Thierry Bartin présente son projet à plusieurs fonds. Parmi eux, Dassault Développement, et Europ@web, le fonds d'investissement de Bernard Arnault. Finalement, c'est le grand adversaire de ce dernier qui rentrera dans le capital, François Pinault, via PPR Interactive. Sur fond de guerre entre les deux milliardaires pour la prise de contrôle de Gucci, PPR cherche à rattraper son retard sur Europ@web qui a investi à tour de bras dans Internet (480 millions d'euros investis dans 50 start-up entre mi-1999 et fin 2000).

PPR Interactive place donc 25 millions de francs en mars 2000 dans FemmeOnline contre 39 ou 54 % du capital en fonction de l'atteinte d'objectifs d'audience. Un premier versement de 15 millions est alors réalisé, un autre de 10 millions est prévu pour septembre. Seulement voilà, les marchés financiers commencent à tousser, et en septembre, le Nasdaq sombre, marquant l'explosion de la bulle Internet.

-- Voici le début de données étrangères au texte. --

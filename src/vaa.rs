//! VAA envelope
//!
//! Wire format, all integers big-endian:
//!
//! ```text
//! version u8 (=1) | guardianSet u32 | sigCount u8 | sigCount x (guardianIndex u8, signature [65])
//! timestamp u32 | nonce u32 | emitterChain u16 | emitterAddress [32] | sequence u64 | consistencyLevel u8
//! payload ..
//! ```
//!
//! The first line is the header, the second the body envelope. The VAA hash
//! covers the envelope and payload only, so it does not change as guardian
//! signatures are added.

use std::fmt;

use alloy_primitives::{keccak256, FixedBytes, B256};
use bon::bon;

use crate::address::UniversalAddress;
use crate::chain::{Chain, ConsistencyLevel};
use crate::error::{Result, VaaError};
use crate::layout::{
    chain_item, deserialize_layout, field, sequence_item, serialize_layout_into, signature_item,
    universal_address_item, Item, Layout, LayoutError, LengthSpec, Value,
};
use crate::payload::{payload_registry, PayloadDiscriminator, PayloadLiteral, PayloadRegistry};

/// The only VAA version in use.
pub const VAA_VERSION: u8 = 1;

/// Guardian signature over the VAA digest
#[derive(Debug, Clone, Copy, PartialEq, Eq)]
pub struct Signature {
    pub guardian_index: u8,
    /// Recoverable secp256k1 signature, `r || s || v`
    pub signature: FixedBytes<65>,
}

/// Hashes of a VAA body
#[derive(Debug, Clone, Copy, PartialEq, Eq)]
pub struct VaaDigest {
    /// keccak256 of the body
    pub hash: B256,
    /// keccak256 of `hash`, the message guardians sign
    pub secp256k_hash: B256,
}

/// Identifies a Wormhole message independently of its signatures
#[derive(Debug, Clone, Copy, PartialEq, Eq, Hash)]
pub struct WormholeMessageId {
    pub chain: Chain,
    pub emitter: UniversalAddress,
    pub sequence: u64,
}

"Nos relations ont alors commencé à se tendre, explique aujourd'hui Thierry Bartin. Prétextant une audience inférieure aux objectifs qu'il avait fixé à la start-up, PPR Interactif réclame alors 54 % du capital. Selon le président, l'outil de mesure d'audience fonctionnait mal. Pour lui, les chiffres donnés par la régie publicitaire Hi-Media, qui sont bien meilleurs, le prouvent. Le rapport de force débute. PPR campe sur ses positions mettant en avant le pacte d'actionnaire et menace de ne pas débourser les 10 millions de francs restant s'il ne lui est pas accordé la majorité du capital. "Un coup de pression pour prendre le contrôle de la société", juge Thierry Bartin, qui décide de ne pas y céder.

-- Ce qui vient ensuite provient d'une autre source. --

//! Payload registry and discriminator
//!
//! Protocols describe the payloads they put inside VAAs as [`Layout`]s and
//! register them under a namespaced [`PayloadLiteral`] such as
//! `"TokenBridge:Transfer"`. The VAA decoder resolves a literal to its layout
//! through a [`PayloadRegistry`], and a [`PayloadDiscriminator`] recovers the
//! literal from bytes alone by trying every candidate layout.

mod discriminator;
mod registry;

use std::fmt;
use std::str::FromStr;

use crate::error::{Result, VaaError};
use crate::layout::{deserialize_layout_exact, serialize_layout, Layout, Value};

pub use discriminator::PayloadDiscriminator;
pub use registry::{get_payload_layout, payload_registry, register_payload_type, PayloadRegistry};

/// Name of a registered payload: `Protocol:Name`, or a bare `Name`
///
/// # Example
///
/// ```rust
/// use vaa_rs::PayloadLiteral;
///
/// let literal: PayloadLiteral = "TokenBridge:Transfer".parse().unwrap();
/// assert_eq!(literal.protocol(), Some("TokenBridge"));
/// assert_eq!(literal.name(), "Transfer");
/// assert_eq!(literal.to_string(), "TokenBridge:Transfer");
/// ```
#[derive(Debug, Clone, PartialEq, Eq, Hash, PartialOrd, Ord)]
pub struct PayloadLiteral {
    protocol: Option<String>,
    name: String,
}

impl PayloadLiteral {
    pub fn new(protocol: impl Into<String>, name: impl Into<String>) -> Self {
        Self {
            protocol: Some(protocol.into()),
            name: name.into(),
        }
    }

    /// A literal that belongs to no protocol.
    pub fn bare(name: impl Into<String>) -> Self {
        Self {
            protocol: None,
            name: name.into(),
        }
    }

    pub fn protocol(&self) -> Option<&str> {
        self.protocol.as_deref()
    }

    pub fn name(&self) -> &str {
        &self.name
    }
}

impl fmt::Display for PayloadLiteral {
    fn fmt(&self, f: &mut fmt::Formatter<'_>) -> fmt::Result {
        match &self.protocol {
            Some(protocol) => write!(f, "{protocol}:{}", self.name),
            None => f.write_str(&self.name),
        }
    }
}

impl FromStr for PayloadLiteral {
    type Err = VaaError;

    fn from_str(s: &str) -> Result<Self> {
        let invalid = || VaaError::InvalidPayloadLiteral(s.to_string());
        match s.split_once(':') {
            Some((protocol, name)) => {
                if protocol.is_empty() || name.is_empty() || name.contains(':') {
                    return Err(invalid());
                }
                Ok(Self::new(protocol, name))
            }
            None if !s.is_empty() => Ok(Self::bare(s)),
            None => Err(invalid()),
        }
    }
}

/// What a literal decodes with
#[derive(Debug, Clone)]
pub enum PayloadSchema {
    Layout(Layout),
    /// Opaque bytes, decoded as [`Value::Bytes`]
    Raw,
}

impl PayloadSchema {
    pub fn deserialize(&self, bytes: &[u8]) -> Result<Value> {
        match self {
            Self::Layout(layout) => Ok(deserialize_layout_exact(layout, bytes)?),
            Self::Raw => Ok(Value::Bytes(bytes.to_vec())),
        }
    }

    pub fn serialize(&self, value: &Value) -> Result<Vec<u8>> {
        match self {
            Self::Layout(layout) => Ok(serialize_layout(layout, value)?),
            Self::Raw => value.as_bytes().map(<[u8]>::to_vec).ok_or_else(|| {
                crate::layout::LayoutError::TypeMismatch {
                    field: "payload".to_string(),
                    expected: "bytes",
                }
                .into()
            }),
        }
    }
}

/// Serializes a payload value with the globally registered layout for `literal`.
pub fn serialize_payload(literal: &PayloadLiteral, value: &Value) -> Result<Vec<u8>> {
    payload_registry().get(literal)?.serialize(value)
}

/// Deserializes payload bytes with the globally registered layout for `literal`.
pub fn deserialize_payload(literal: &PayloadLiteral, bytes: &[u8]) -> Result<Value> {
    payload_registry().get(literal)?.deserialize(bytes)
}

Les batailles à coups d'assignations débutent et le tribunal de commerce oblige finalement PPR Interactive à payer les 10 millions de francs en janvier 2001. Le conflit d'actionnaires rend la société ingérable, et un administrateur ad hoc est nommé. A l'époque, AT Kearney valorise la société 6 millions d'euros.

La situation se complique quand FemmeOnline doit préparer le deuxième tour de table prévu dans son business plan. Aucune banque d'affaires n'accepte alors de s'occuper du dossier. "La situation était bloquée, se souvient Thierry Bartin. PPR Interactive ne voulait ni acheter ni vendre ses parts, et aucun leveur de fonds n'a voulu mettre le pied dans ce conflit". Face à ce blocage, la trésorerie devenant de plus en plus maigre, il décide de déclarer la société en liquidation. S'ensuit alors une myriade de batailles juridiques. En sept ans, 13 procédures opposeront les deux parties. Accusé de faute de gestion, tromperie, abus de biens sociaux, abus de crédits ou abus de pouvoirs, Thierry Bertin les a toutes gagnées. Contacté par le JournalduNet, PPR n'a pas souhaité faire de commentaires.

En juin 2007, PPR a été condamné à payer 170.000 euros à la société. Une somme dont il touchera d'ailleurs la moitié en tant qu'actionnaire principal. Pour Thierry Bartin, cette histoire est un gâchis. Aujourd'hui, la société FemmeOnline n'est plus qu'une coquille vide après avoir atteint la deuxième place du marché. De quoi donner des regrets. Car entre temps, AuFeminin s'est fait racheté par le groupe Axel Springer sur la base d'une valorisation de 284 millions d'euros (lire l'article : AuFeminin.com racheté par le géant allemand Axel Springer, du 28/06/07). Combien aurait pu se revendre FemmeOnline ? "Même avec 15 % de parts de marché, au moins 30 millions d'euros, estime Thierry Bartin. Ils sont passé à côté d'une très belle affaire."